SOURCE MATERIAL Start Marker
//! Loans, installments, the payment ledger and checkout orders
//!
//! A [`PgRepaymentTx`] wraps one database transaction. `lock_loan` takes the
//! loan row with `SELECT ... FOR UPDATE`, so two units of work over the same
//! loan (a payment and a sweep, or two deliveries of one callback) queue
//! behind each other until the first commits. Installment rows are only ever
//! locked after their loan row.

use async_trait::async_trait;
use chrono::{DateTime, NaiveDate, Utc};
use rust_decimal::Decimal;
use sqlx::{PgConnection, PgPool, Postgres, Transaction};
use tracing::{debug, instrument};
use uuid::Uuid;

use core_kernel::{
    DomainPort, HealthCheckResult, HealthCheckable, InstallmentId, LoanId, LoanRequestId, PartyId,
    PaymentId, PaymentOrderId, PortError, Rate,
};
use domain_lending::{
    EmiInstallment, Loan, Payment, PaymentOrder, PaymentOrderPort, RepaymentPort, RepaymentTx,
};

use super::{from_db_int, parse_column, ping, to_db_int};
use crate::error::DatabaseError;

const LOAN_COLUMNS: &str = "loan_id, request_id, principal, currency, tenure_months, annual_rate, \
     emi_amount, total_paid, paid_installments, overdue_installments, remaining_balance, \
     disbursed_on, first_payment_date, status, created_at, updated_at";

const INSTALLMENT_COLUMNS: &str = "installment_id, loan_id, sequence, due_date, scheduled_amount, \
     principal, interest, remaining_balance, status, paid_at, paid_amount, late_fee";

const PAYMENT_COLUMNS: &str = "payment_id, loan_id, installment_id, amount, method, \
     external_reference, processed_by, created_at";

const ORDER_COLUMNS: &str = "order_id, merchant_transaction_id, loan_id, installment_id, \
     installment_count, amount, status, gateway_transaction_id, created_by, created_at, updated_at";

// ============================================================================
// Rows
// ============================================================================

#[derive(Debug, sqlx::FromRow)]
struct LoanRow {
    loan_id: Uuid,
    request_id: Uuid,
    principal: Decimal,
    currency: String,
    tenure_months: i32,
    annual_rate: Decimal,
    emi_amount: Decimal,
    total_paid: Decimal,
    paid_installments: i32,
    overdue_installments: i32,
    remaining_balance: Decimal,
    disbursed_on: NaiveDate,
    first_payment_date: NaiveDate,
    status: String,
    created_at: DateTime<Utc>,
    updated_at: DateTime<Utc>,
}

impl TryFrom<LoanRow> for Loan {
    type Error = DatabaseError;

    fn try_from(row: LoanRow) -> Result<Self, Self::Error> {
        Ok(Loan {
            id: LoanId::from(row.loan_id),
            request_id: LoanRequestId::from(row.request_id),
            principal: row.principal,
            currency: parse_column("currency", &row.currency)?,
            tenure_months: from_db_int("tenure_months", row.tenure_months)?,
            annual_rate: Rate::annual_percent(row.annual_rate),
            emi_amount: row.emi_amount,
            total_paid: row.total_paid,
            paid_installments: from_db_int("paid_installments", row.paid_installments)?,
            overdue_installments: from_db_int("overdue_installments", row.overdue_installments)?,
            remaining_balance: row.remaining_balance,
            disbursed_on: row.disbursed_on,
            first_payment_date: row.first_payment_date,
            status: parse_column("status", &row.status)?,
            created_at: row.created_at,
            updated_at: row.updated_at,
        })
    }
}

#[derive(Debug, sqlx::FromRow)]
struct InstallmentRow {
    installment_id: Uuid,
    loan_id: Uuid,
    sequence: i32,
    due_date: NaiveDate,
    scheduled_amount: Decimal,
    principal: Decimal,
    interest: Decimal,
    remaining_balance: Decimal,
    status: String,
    paid_at: Option<DateTime<Utc>>,
    paid_amount: Option<Decimal>,
    late_fee: Decimal,
}

impl TryFrom<InstallmentRow> for EmiInstallment {
    type Error = DatabaseError;

    fn try_from(row: InstallmentRow) -> Result<Self, Self::Error> {
        Ok(EmiInstallment {
            id: InstallmentId::from(row.installment_id),
            loan_id: LoanId::from(row.loan_id),
            sequence: from_db_int("sequence", row.sequence)?,
            due_date: row.due_date,
            scheduled_amount: row.scheduled_amount,
            principal: row.principal,
            interest: row.interest,
            remaining_balance: row.remaining_balance,
            status: parse_column("status", &row.status)?,
            paid_at: row.paid_at,
            paid_amount: row.paid_amount,
            late_fee: row.late_fee,
        })
    }
}

#[derive(Debug, sqlx::FromRow)]
struct PaymentRow {
    payment_id: Uuid,
    loan_id: Uuid,
    installment_id: Uuid,
    amount: Decimal,
    method: String,
    external_reference: String,
    processed_by: Uuid,
    created_at: DateTime<Utc>,
}

impl TryFrom<PaymentRow> for Payment {
    type Error = DatabaseError;

    fn try_from(row: PaymentRow) -> Result<Self, Self::Error> {
        Ok(Payment {
            id: PaymentId::from(row.payment_id),
            loan_id: LoanId::from(row.loan_id),
            installment_id: InstallmentId::from(row.installment_id),
            amount: row.amount,
            method: parse_column("method", &row.method)?,
            external_reference: row.external_reference,
            processed_by: PartyId::from(row.processed_by),
            created_at: row.created_at,
        })
    }
}

#[derive(Debug, sqlx::FromRow)]
struct OrderRow {
    order_id: Uuid,
    merchant_transaction_id: String,
    loan_id: Uuid,
    installment_id: Uuid,
    installment_count: i32,
    amount: Decimal,
    status: String,
    gateway_transaction_id: Option<String>,
    created_by: Uuid,
    created_at: DateTime<Utc>,
    updated_at: DateTime<Utc>,
}

impl TryFrom<OrderRow> for PaymentOrder {
    type Error = DatabaseError;

    fn try_from(row: OrderRow) -> Result<Self, Self::Error> {
        Ok(PaymentOrder {
            id: PaymentOrderId::from(row.order_id),
            merchant_transaction_id: row.merchant_transaction_id,
            loan_id: LoanId::from(row.loan_id),
            installment_id: InstallmentId::from(row.installment_id),
            installment_count: from_db_int("installment_count", row.installment_count)?,
            amount: row.amount,
            status: parse_column("status", &row.status)?,
            gateway_transaction_id: row.gateway_transaction_id,
            created_by: PartyId::from(row.created_by),
            created_at: row.created_at,
            updated_at: row.updated_at,
        })
    }
}

fn decode_all<R, T>(rows: Vec<R>) -> Result<Vec<T>, DatabaseError>
where
    T: TryFrom<R, Error = DatabaseError>,
{
    rows.into_iter().map(T::try_from).collect()
}

// ============================================================================
// Shared statements
// ============================================================================

/// Inserts a new loan with its full schedule
///
/// The unique key on `loans.request_id` turns a second origination for the
/// same request into `DuplicateEntry`.
pub(crate) async fn insert_loan(
    conn: &mut PgConnection,
    loan: &Loan,
    installments: &[EmiInstallment],
) -> Result<(), DatabaseError> {
    sqlx::query(
        r#"
        INSERT INTO loans (
            loan_id, request_id, principal, currency, tenure_months, annual_rate,
            emi_amount, total_paid, paid_installments, overdue_installments,
            remaining_balance, disbursed_on, first_payment_date, status, created_at, updated_at
        ) VALUES ($1, $2, $3, $4, $5, $6, $7, $8, $9, $10, $11, $12, $13, $14, $15, $16)
        "#,
    )
    .bind(Uuid::from(loan.id))
    .bind(Uuid::from(loan.request_id))
    .bind(loan.principal)
    .bind(loan.currency.code())
    .bind(to_db_int("tenure_months", loan.tenure_months)?)
    .bind(loan.annual_rate.as_percentage())
    .bind(loan.emi_amount)
    .bind(loan.total_paid)
    .bind(to_db_int("paid_installments", loan.paid_installments)?)
    .bind(to_db_int("overdue_installments", loan.overdue_installments)?)
    .bind(loan.remaining_balance)
    .bind(loan.disbursed_on)
    .bind(loan.first_payment_date)
    .bind(loan.status.as_str())
    .bind(loan.created_at)
    .bind(loan.updated_at)
    .execute(&mut *conn)
    .await?;

    for installment in installments {
        sqlx::query(
            r#"
            INSERT INTO emi_installments (
                installment_id, loan_id, sequence, due_date, scheduled_amount, principal,
                interest, remaining_balance, status, paid_at, paid_amount, late_fee
            ) VALUES ($1, $2, $3, $4, $5, $6, $7, $8, $9, $10, $11, $12)
            "#,
        )
        .bind(Uuid::from(installment.id))
        .bind(Uuid::from(installment.loan_id))
        .bind(to_db_int("sequence", installment.sequence)?)
        .bind(installment.due_date)
        .bind(installment.scheduled_amount)
        .bind(installment.principal)
        .bind(installment.interest)
        .bind(installment.remaining_balance)
        .bind(installment.status.as_str())
        .bind(installment.paid_at)
        .bind(installment.paid_amount)
        .bind(installment.late_fee)
        .execute(&mut *conn)
        .await?;
    }

    Ok(())
}

/// Marks the request's loan and its open installments defaulted
pub(crate) async fn mark_defaulted(
    conn: &mut PgConnection,
    request_id: LoanRequestId,
    at: DateTime<Utc>,
) -> Result<(), DatabaseError> {
    let loan_id: Option<Uuid> = sqlx::query_scalar(
        "UPDATE loans SET status = 'defaulted', updated_at = $2 WHERE request_id = $1 RETURNING loan_id",
    )
    .bind(Uuid::from(request_id))
    .bind(at)
    .fetch_optional(&mut *conn)
    .await?;
    let loan_id = loan_id.ok_or_else(|| DatabaseError::not_found("Loan", request_id))?;

    sqlx::query(
        "UPDATE emi_installments SET status = 'defaulted' WHERE loan_id = $1 AND status IN ('pending', 'overdue')",
    )
    .bind(loan_id)
    .execute(&mut *conn)
    .await?;
    Ok(())
}

// ============================================================================
// Store
// ============================================================================

/// PostgreSQL-backed [`RepaymentPort`] and [`PaymentOrderPort`]
#[derive(Debug, Clone)]
pub struct PgRepaymentStore {
    pool: PgPool,
}

impl PgRepaymentStore {
    pub fn new(pool: PgPool) -> Self {
        Self { pool }
    }
}

impl DomainPort for PgRepaymentStore {}

#[async_trait]
impl HealthCheckable for PgRepaymentStore {
    async fn health_check(&self) -> HealthCheckResult {
        ping(&self.pool, "postgres-repayment-store").await
    }
}

#[async_trait]
impl RepaymentPort for PgRepaymentStore {
    async fn begin(&self) -> Result<Box<dyn RepaymentTx>, PortError> {
        let tx = self.pool.begin().await.map_err(DatabaseError::from)?;
        Ok(Box::new(PgRepaymentTx { tx }))
    }

    #[instrument(skip(self), fields(loan_id = %id))]
    async fn get_loan(&self, id: LoanId) -> Result<Loan, PortError> {
        let row: Option<LoanRow> = sqlx::query_as(&format!("SELECT {} FROM loans WHERE loan_id = $1", LOAN_COLUMNS))
            .bind(Uuid::from(id))
            .fetch_optional(&self.pool)
            .await
            .map_err(DatabaseError::from)?;
        let row = row.ok_or_else(|| DatabaseError::not_found("Loan", id))?;
        Ok(Loan::try_from(row)?)
    }

    #[instrument(skip(self), fields(request_id = %request_id))]
    async fn loan_for_request(&self, request_id: LoanRequestId) -> Result<Loan, PortError> {
        let row: Option<LoanRow> =
            sqlx::query_as(&format!("SELECT {} FROM loans WHERE request_id = $1", LOAN_COLUMNS))
                .bind(Uuid::from(request_id))
                .fetch_optional(&self.pool)
                .await
                .map_err(DatabaseError::from)?;
        let row = row.ok_or_else(|| DatabaseError::not_found("Loan", request_id))?;
        Ok(Loan::try_from(row)?)
    }

    async fn installments(&self, loan_id: LoanId) -> Result<Vec<EmiInstallment>, PortError> {
        let rows: Vec<InstallmentRow> = sqlx::query_as(&format!(
            "SELECT {} FROM emi_installments WHERE loan_id = $1 ORDER BY sequence",
            INSTALLMENT_COLUMNS
        ))
        .bind(Uuid::from(loan_id))
        .fetch_all(&self.pool)
        .await
        .map_err(DatabaseError::from)?;
        Ok(decode_all(rows)?)
    }

    async fn payments(&self, loan_id: LoanId) -> Result<Vec<Payment>, PortError> {
        let rows: Vec<PaymentRow> = sqlx::query_as(&format!(
            "SELECT {} FROM payments WHERE loan_id = $1 ORDER BY created_at, payment_id",
            PAYMENT_COLUMNS
        ))
        .bind(Uuid::from(loan_id))
        .fetch_all(&self.pool)
        .await
        .map_err(DatabaseError::from)?;
        Ok(decode_all(rows)?)
    }

    async fn loans_out_of_step(&self) -> Result<Vec<LoanId>, PortError> {
        let ids: Vec<Uuid> = sqlx::query_scalar(
            r#"
            SELECT l.loan_id
            FROM loans l
            JOIN loan_requests r ON r.request_id = l.request_id
            WHERE (l.status = 'active' AND l.overdue_installments > 0 AND r.status = 'amount_disbursed')
               OR (l.status = 'active' AND l.overdue_installments = 0 AND r.status = 'payment_overdue')
               OR (l.status = 'completed' AND r.status IN ('amount_disbursed', 'payment_overdue'))
            ORDER BY l.loan_id
            "#,
        )
        .fetch_all(&self.pool)
        .await
        .map_err(DatabaseError::from)?;
        debug!(count = ids.len(), "Loans out of step with their requests");
        Ok(ids.into_iter().map(LoanId::from).collect())
    }
}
SOURCE MATERIAL End Marker
WHAT IS NEEDED: Where in the entries does the word "with" occur? Copy out each line that has it.

RESPONSE TO THIS EXERCISE:
//! loan row with `SELECT ... FOR UPDATE`, so two units of work over the same
/// Inserts a new loan with its full schedule
        debug!(count = ids.len(), "Loans out of step with their requests");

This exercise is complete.